#### [Exercise brief]
Using the records below, write out again exactly the lines that begin at the line containing "assert_eq!(store.entries()?[0].status, Status::Pending);" and end at the line containing "assert_eq!(c.entries().len(), 3);", and no other lines.

#### [Dataset excerpts]
____________________

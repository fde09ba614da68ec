mod common;

use std::io::Write;
use std::sync::Arc;

use tokio::sync::Semaphore;

use mailshot::config::{Db, DevMode};
use mailshot::entry::EntryUpdate;
use mailshot::{BatchController, Config, Database, ErrorKind, Settings, Status, Store};

use common::{options, template, wait_sending, Scripted};

fn controller(store: Store, sender: Arc<Scripted>) -> BatchController {
    BatchController::new(store, sender, options()).unwrap()
}

fn store() -> Store {
    Store::new(Database::temporary().unwrap())
}

fn fill(controller: &BatchController, emails: &[&str]) {
    for email in emails {
        controller
            .add_entry(*email, "http://img/1.png", None)
            .unwrap();
    }
}

#[tokio::test]
async fn send_retry_and_reload() -> anyhow::Result<()> {
    let store = store();
    let sender = Scripted::new();
    sender.fail("b@x.com", "bad address");

    let c = controller(store.clone(), sender.clone());
    c.set_template(template())?;
    fill(&c, &["a@x.com", "b@x.com", "c@x.com"]);

    let summary = c.send().await?;
    assert_eq!((summary.success, summary.error), (2, 1));

    sender.clear("b@x.com");
    let summary = c.retry_failed().await?;
    assert_eq!(summary.success, 3);
    assert_eq!(
        sender.calls(),
        ["a@x.com", "b@x.com", "c@x.com", "b@x.com"]
    );

    // A fresh controller over the same store sees the persisted outcome.
    let reloaded = controller(store, Scripted::new());
    assert!(reloaded
        .entries()
        .iter()
        .all(|e| e.status == Status::Success));
    assert_eq!(reloaded.template(), template());
    let totals = reloaded.history()?.totals();
    assert_eq!((totals.count, totals.success, totals.failed), (4, 3, 1));

    Ok(())
}

#[tokio::test]
async fn send_requeues_failures_but_keeps_successes() -> anyhow::Result<()> {
    let sender = Scripted::new();
    sender.fail("b@x.com", "bad address");
    let c = controller(store(), sender.clone());
    fill(&c, &["a@x.com", "b@x.com"]);

    c.send().await?;
    sender.clear("b@x.com");
    c.send().await?;

    assert_eq!(sender.calls(), ["a@x.com", "b@x.com", "b@x.com"]);
    assert_eq!(c.counts().success, 2);
    Ok(())
}

#[tokio::test]
async fn edit_and_retry_single_entry() -> anyhow::Result<()> {
    let sender = Scripted::new();
    sender.fail("d@x.com", "mailbox full");
    let c = controller(store(), sender.clone());
    fill(&c, &["a@x.com", "d@x.com"]);
    c.send().await?;
    let d = c.entries()[1].clone();
    assert_eq!(d.status, Status::Error);

    // A bad edit is caught before anything is sent.
    let err = c
        .retry_entry(
            d.id,
            EntryUpdate {
                email: Some("not an address".to_string()),
                ..Default::default()
            },
        )
        .await
        .unwrap_err();
    assert!(matches!(err.kind, ErrorKind::Validation { first, count: 1 } if first == d.id));
    assert_eq!(
        c.entry(d.id)?.error_message.as_deref(),
        Some("Invalid email format")
    );

    let summary = c
        .retry_entry(
            d.id,
            EntryUpdate {
                email: Some("dee@x.com".to_string()),
                name: Some("Dee".to_string()),
                ..Default::default()
            },
        )
        .await?;
    assert_eq!(summary.run.success, 1);
    let d = c.entry(d.id)?;
    assert_eq!(d.email, "dee@x.com");
    assert_eq!(d.name.as_deref(), Some("Dee"));
    assert_eq!(d.status, Status::Success);
    assert_eq!(sender.calls().last().map(String::as_str), Some("dee@x.com"));
    Ok(())
}

#[tokio::test]
async fn retry_entry_leaves_other_failures_alone() -> anyhow::Result<()> {
    let sender = Scripted::new();
    sender.fail("a@x.com", "bad address");
    sender.fail("b@x.com", "bad address");
    let c = controller(store(), sender.clone());
    fill(&c, &["a@x.com", "b@x.com"]);
    c.send().await?;

    sender.clear("b@x.com");
    let b = c.entries()[1].clone();
    c.retry_entry(b.id, EntryUpdate::default()).await?;

    let entries = c.entries();
    assert_eq!(entries[0].status, Status::Error);
    assert_eq!(entries[1].status, Status::Success);
    assert_eq!(sender.calls(), ["a@x.com", "b@x.com", "b@x.com"]);
    Ok(())
}

#[tokio::test]
async fn edits_are_rejected_during_a_run() -> anyhow::Result<()> {
    let gate = Arc::new(Semaphore::new(0));
    let sender = Scripted::gated(gate.clone());
    let c = Arc::new(controller(store(), sender.clone()));
    fill(&c, &["a@x.com", "b@x.com"]);
    let mut events = c.dispatcher().subscribe();

    let run = tokio::spawn({
        let c = c.clone();
        async move { c.send().await }
    });
    wait_sending(&mut events, "a@x.com").await;

    assert!(c.is_running());
    let err = c.add_entry("z@x.com", "http://i", None).unwrap_err();
    assert!(matches!(err.kind, ErrorKind::RunInProgress));
    let err = c.send().await.unwrap_err();
    assert!(matches!(err.kind, ErrorKind::RunInProgress));
    assert!(c.progress().running);

    gate.add_permits(2);
    let summary = run.await??;
    assert_eq!(summary.success, 2);
    assert!(!c.is_running());
    c.add_entry("z@x.com", "http://i", None)?;
    Ok(())
}

#[tokio::test]
async fn import_appends_after_existing_ids() -> anyhow::Result<()> {
    let c = controller(store(), Scripted::new());
    fill(&c, &["a@x.com"]);

    let mut file = tempfile::NamedTempFile::new()?;
    writeln!(file, "Name,Email,Image URL")?;
    writeln!(file, "Bob,bob@x.com,http://img/b.png")?;
    writeln!(file, "Nobody,,http://img/n.png")?;
    writeln!(file, ",carol@x.com,http://img/c.png")?;
    file.flush()?;

    let added = c.import(std::fs::File::open(file.path())?)?;
    assert_eq!(added, 2);
    let entries = c.entries();
    let ids: Vec<_> = entries.iter().map(|e| e.id).collect();
    assert_eq!(ids, [1, 2, 3]);
    assert_eq!(entries[1].name.as_deref(), Some("Bob"));

    let out = tempfile::NamedTempFile::new()?;
    c.export(std::fs::File::create(out.path())?)?;
    let exported = std::fs::read_to_string(out.path())?;
    let mut lines = exported.lines();
    assert_eq!(lines.next(), Some("Email,Image Link,Name,Status"));
    assert_eq!(lines.next(), Some("a@x.com,http://img/1.png,,pending"));
    assert_eq!(lines.count(), 2);
    Ok(())
}

#[tokio::test]
async fn saved_batches_restore_the_working_batch() -> anyhow::Result<()> {
    let c = controller(store(), Scripted::new());
    fill(&c, &["a@x.com", "b@x.com"]);
    let saved = c.save_batch("spring")?;
    assert_eq!(saved.entry_count, 2);

    c.clear()?;
    fill(&c, &["z@x.com"]);
    assert_eq!(c.entries()[0].id, 3);

    let loaded = c.load_batch(saved.id)?;
    assert_eq!(loaded.name, "spring");
    let emails: Vec<_> = c.entries().into_iter().map(|e| e.email).collect();
    assert_eq!(emails, ["a@x.com", "b@x.com"]);

    // Ids keep counting past everything handed out before the load.
    let fresh = c.add_entry("n@x.com", "http://i", None)?;
    assert_eq!(fresh.id, 4);

    assert_eq!(c.list_batches()?.len(), 1);
    c.delete_batch(saved.id)?;
    assert!(c.list_batches()?.is_empty());
    Ok(())
}

#[tokio::test]
async fn without_auto_persist_runs_stay_in_memory() -> anyhow::Result<()> {
    let store = store();
    let c = controller(store.clone(), Scripted::new());
    fill(&c, &["a@x.com"]);
    c.set_settings(Settings {
        auto_persist: false,
        ..Default::default()
    })?;

    c.send().await?;
    assert_eq!(c.entries()[0].status, Status::Success);
    assert_eq!(store.entries()?[0].status, Status::Pending);
    Ok(())
}

#[tokio::test]
async fn dev_mode_seeds_and_only_logs() -> anyhow::Result<()> {
    let dir = tempfile::tempdir()?;
    let mut config = Config {
        db: Db {
            path: dir.path().join("db").to_string_lossy().to_string(),
            temporary: true,
        },
        dev: DevMode {
            enabled: true,
            mock: true,
        },
        ..Default::default()
    };
    config.dispatch.delay_ms = 0;

    let c = BatchController::from_config(&config)?;
    assert_eq!(c.entries().len(), 3);
    assert!(!c.template().subject.is_empty());

    let summary = c.send().await?;
    assert_eq!(summary.success, 3);
    Ok(())
}

#[tokio::test]
async fn cancel_between_claim_and_start_is_kept() -> anyhow::Result<()> {
    let sender = Scripted::new();
    let c = controller(store(), sender.clone());
    fill(&c, &["a@x.com", "b@x.com"]);

    let run = c.begin_send()?;
    assert!(c.is_running());
    c.cancel();
    let summary = c.drive(run).await?;

    assert!(summary.cancelled);
    assert!(sender.calls().is_empty());
    assert!(c.entries().iter().all(|e| e.status == Status::Pending));
    assert!(c.history()?.records.is_empty());
    assert!(!c.is_running());
    Ok(())
}

#[tokio::test]
async fn cancel_through_the_controller_stops_after_the_entry_in_flight() -> anyhow::Result<()> {
    let gate = Arc::new(Semaphore::new(0));
    let sender = Scripted::gated(gate.clone());
    let c = Arc::new(controller(store(), sender.clone()));
    fill(&c, &["a@x.com", "b@x.com", "c@x.com"]);
    let mut events = c.dispatcher().subscribe();

    let run = tokio::spawn({
        let c = c.clone();
        async move { c.send().await }
    });
    wait_sending(&mut events, "a@x.com").await;
    c.cancel();
    gate.add_permits(3);

    let summary = run.await??;
    assert!(summary.cancelled);
    assert_eq!(sender.calls(), ["a@x.com"]);
    let statuses: Vec<_> = c.entries().into_iter().map(|e| e.status).collect();
    assert_eq!(statuses, [Status::Success, Status::Pending, Status::Pending]);
    Ok(())
}

#[tokio::test]
async fn second_run_is_rejected_once_the_first_is_claimed() -> anyhow::Result<()> {
    let sender = Scripted::new();
    let c = controller(store(), sender.clone());
    fill(&c, &["a@x.com"]);

    let run = c.begin_send()?;
    let err = c.send().await.unwrap_err();
    assert!(matches!(err.kind, ErrorKind::RunInProgress));
    let err = c.begin_retry_failed().unwrap_err();
    assert!(matches!(err.kind, ErrorKind::RunInProgress));

    // Dropping an undriven claim frees the controller.
    drop(run);
    assert!(!c.is_running());
    assert_eq!(c.send().await?.success, 1);
    assert_eq!(sender.calls(), ["a@x.com"]);
    Ok(())
}

#[tokio::test]
async fn edited_addresses_are_trimmed_before_sending() -> anyhow::Result<()> {
    let sender = Scripted::new();
    let c = controller(store(), sender.clone());
    fill(&c, &["a@x.com"]);
    let id = c.entries()[0].id;

    c.update_entry(
        id,
        EntryUpdate {
            email: Some(" b@x.com ".to_string()),
            ..Default::default()
        },
    )?;
    c.send().await?;
    assert_eq!(sender.calls(), ["b@x.com"]);
    Ok(())
}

____________________

#### [Result of this task]
    assert_eq!(store.entries()?[0].status, Status::Pending);
    Ok(())
}

#[tokio::test]
async fn dev_mode_seeds_and_only_logs() -> anyhow::Result<()> {
    let dir = tempfile::tempdir()?;
    let mut config = Config {
        db: Db {
            path: dir.path().join("db").to_string_lossy().to_string(),
            temporary: true,
        },
        dev: DevMode {
            enabled: true,
            mock: true,
        },
        ..Default::default()
    };
    config.dispatch.delay_ms = 0;

    let c = BatchController::from_config(&config)?;
    assert_eq!(c.entries().len(), 3);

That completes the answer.